▶ _Exercise goal_:
Your answer must be one number: the count of lines below that hold the word "SAFETY".
Input data START
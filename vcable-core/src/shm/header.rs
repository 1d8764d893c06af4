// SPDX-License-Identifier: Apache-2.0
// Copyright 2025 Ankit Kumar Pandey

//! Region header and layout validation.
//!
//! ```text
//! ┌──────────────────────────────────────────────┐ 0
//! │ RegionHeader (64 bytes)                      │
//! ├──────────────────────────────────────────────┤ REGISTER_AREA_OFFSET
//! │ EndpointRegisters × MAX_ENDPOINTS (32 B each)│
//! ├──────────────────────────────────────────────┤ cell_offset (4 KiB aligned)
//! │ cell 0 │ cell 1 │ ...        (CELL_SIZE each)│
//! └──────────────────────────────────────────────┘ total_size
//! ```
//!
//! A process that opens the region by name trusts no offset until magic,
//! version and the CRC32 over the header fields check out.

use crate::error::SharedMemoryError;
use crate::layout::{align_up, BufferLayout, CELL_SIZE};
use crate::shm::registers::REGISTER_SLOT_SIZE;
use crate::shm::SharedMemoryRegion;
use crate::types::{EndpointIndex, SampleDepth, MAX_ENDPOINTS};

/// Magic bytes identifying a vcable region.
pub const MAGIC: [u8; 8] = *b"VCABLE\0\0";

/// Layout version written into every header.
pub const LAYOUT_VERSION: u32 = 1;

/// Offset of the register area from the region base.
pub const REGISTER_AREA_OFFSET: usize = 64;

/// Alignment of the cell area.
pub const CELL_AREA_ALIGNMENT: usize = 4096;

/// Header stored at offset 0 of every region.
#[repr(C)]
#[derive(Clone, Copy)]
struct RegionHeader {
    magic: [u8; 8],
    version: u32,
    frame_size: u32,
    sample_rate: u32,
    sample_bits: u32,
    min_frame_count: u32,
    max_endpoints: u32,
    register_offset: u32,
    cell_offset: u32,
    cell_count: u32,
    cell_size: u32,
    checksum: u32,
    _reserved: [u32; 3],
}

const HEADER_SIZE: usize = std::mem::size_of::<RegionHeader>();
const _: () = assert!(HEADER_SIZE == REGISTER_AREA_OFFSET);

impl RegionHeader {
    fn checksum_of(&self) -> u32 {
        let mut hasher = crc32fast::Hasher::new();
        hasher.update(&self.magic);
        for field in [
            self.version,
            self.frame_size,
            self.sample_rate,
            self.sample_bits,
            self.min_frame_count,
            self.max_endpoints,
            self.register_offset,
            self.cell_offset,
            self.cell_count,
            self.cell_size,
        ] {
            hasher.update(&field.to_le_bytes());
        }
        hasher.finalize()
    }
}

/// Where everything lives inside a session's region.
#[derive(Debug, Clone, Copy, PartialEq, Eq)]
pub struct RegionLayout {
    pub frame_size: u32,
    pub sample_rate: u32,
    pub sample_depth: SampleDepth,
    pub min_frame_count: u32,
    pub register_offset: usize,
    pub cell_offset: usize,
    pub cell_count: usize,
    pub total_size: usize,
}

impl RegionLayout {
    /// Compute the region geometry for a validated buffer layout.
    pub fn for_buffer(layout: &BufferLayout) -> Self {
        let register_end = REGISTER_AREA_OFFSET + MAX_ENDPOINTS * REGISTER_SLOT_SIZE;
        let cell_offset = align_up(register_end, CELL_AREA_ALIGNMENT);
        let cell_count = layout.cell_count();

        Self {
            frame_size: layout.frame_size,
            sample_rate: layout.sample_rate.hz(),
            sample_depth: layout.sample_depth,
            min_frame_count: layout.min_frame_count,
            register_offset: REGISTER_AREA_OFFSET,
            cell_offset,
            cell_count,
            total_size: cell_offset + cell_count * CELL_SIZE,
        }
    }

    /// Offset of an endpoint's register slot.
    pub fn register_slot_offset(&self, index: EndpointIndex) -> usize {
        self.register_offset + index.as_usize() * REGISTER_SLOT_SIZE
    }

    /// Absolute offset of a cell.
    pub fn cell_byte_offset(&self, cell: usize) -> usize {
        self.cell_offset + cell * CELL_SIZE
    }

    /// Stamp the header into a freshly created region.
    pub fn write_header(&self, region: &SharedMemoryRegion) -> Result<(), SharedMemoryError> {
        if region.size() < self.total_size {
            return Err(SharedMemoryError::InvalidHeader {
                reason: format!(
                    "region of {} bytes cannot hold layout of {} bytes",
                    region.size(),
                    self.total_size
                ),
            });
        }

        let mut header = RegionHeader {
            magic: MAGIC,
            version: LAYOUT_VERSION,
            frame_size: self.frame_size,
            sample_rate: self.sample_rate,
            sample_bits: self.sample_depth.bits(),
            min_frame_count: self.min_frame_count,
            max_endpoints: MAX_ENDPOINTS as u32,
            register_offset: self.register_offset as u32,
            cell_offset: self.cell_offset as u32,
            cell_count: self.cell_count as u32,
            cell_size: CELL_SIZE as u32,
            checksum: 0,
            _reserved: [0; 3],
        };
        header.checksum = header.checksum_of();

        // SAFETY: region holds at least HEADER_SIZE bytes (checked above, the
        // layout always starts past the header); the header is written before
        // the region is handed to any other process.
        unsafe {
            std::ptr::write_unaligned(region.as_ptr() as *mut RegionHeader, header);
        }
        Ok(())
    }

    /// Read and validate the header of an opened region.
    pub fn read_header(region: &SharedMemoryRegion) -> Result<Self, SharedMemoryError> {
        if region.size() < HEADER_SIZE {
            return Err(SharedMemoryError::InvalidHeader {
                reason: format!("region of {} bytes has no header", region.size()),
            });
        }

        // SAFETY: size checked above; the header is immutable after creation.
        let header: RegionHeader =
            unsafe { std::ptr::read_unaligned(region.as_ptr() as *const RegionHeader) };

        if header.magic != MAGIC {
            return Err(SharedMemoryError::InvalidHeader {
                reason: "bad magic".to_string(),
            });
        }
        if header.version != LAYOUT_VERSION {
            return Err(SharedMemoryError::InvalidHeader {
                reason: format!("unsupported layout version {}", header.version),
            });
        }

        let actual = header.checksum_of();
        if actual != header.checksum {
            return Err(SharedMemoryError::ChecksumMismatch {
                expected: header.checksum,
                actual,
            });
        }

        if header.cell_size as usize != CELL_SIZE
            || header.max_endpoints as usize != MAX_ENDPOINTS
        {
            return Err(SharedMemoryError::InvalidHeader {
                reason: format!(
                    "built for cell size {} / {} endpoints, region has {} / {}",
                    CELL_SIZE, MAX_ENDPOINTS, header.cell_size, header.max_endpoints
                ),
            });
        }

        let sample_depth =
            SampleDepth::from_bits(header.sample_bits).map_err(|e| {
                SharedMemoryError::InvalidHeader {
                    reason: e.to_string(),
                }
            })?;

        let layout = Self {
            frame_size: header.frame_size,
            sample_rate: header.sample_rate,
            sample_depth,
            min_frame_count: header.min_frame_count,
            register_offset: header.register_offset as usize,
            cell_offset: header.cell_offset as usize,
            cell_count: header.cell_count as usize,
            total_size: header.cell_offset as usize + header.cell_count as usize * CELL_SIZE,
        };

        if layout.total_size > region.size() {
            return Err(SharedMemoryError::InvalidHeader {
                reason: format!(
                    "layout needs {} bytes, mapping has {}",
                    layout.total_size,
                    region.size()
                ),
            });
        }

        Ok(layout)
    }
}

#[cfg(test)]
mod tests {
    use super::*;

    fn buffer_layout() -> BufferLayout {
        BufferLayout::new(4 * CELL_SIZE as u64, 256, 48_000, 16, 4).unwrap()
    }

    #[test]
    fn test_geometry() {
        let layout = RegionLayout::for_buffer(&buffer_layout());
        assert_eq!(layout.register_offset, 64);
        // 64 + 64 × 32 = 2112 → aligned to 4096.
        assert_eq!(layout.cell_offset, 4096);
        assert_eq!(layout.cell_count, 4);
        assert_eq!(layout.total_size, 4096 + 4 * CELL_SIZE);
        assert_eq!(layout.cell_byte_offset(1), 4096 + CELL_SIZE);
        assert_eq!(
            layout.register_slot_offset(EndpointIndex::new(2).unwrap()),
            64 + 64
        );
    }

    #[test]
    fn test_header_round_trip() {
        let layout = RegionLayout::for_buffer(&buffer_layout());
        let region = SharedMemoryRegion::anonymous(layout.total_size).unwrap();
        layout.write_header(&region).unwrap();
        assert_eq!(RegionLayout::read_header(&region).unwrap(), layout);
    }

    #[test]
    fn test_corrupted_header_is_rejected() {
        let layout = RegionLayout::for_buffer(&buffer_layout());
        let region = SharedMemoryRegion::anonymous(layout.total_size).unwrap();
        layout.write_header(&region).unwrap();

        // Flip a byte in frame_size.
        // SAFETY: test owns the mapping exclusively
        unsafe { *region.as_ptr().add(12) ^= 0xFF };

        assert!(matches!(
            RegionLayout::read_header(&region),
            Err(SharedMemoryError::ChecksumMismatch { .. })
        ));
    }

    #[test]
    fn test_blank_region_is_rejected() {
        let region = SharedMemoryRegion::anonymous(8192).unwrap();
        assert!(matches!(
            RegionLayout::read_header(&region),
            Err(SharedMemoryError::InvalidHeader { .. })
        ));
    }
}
Input data END
▶ _Solution to this task_:
3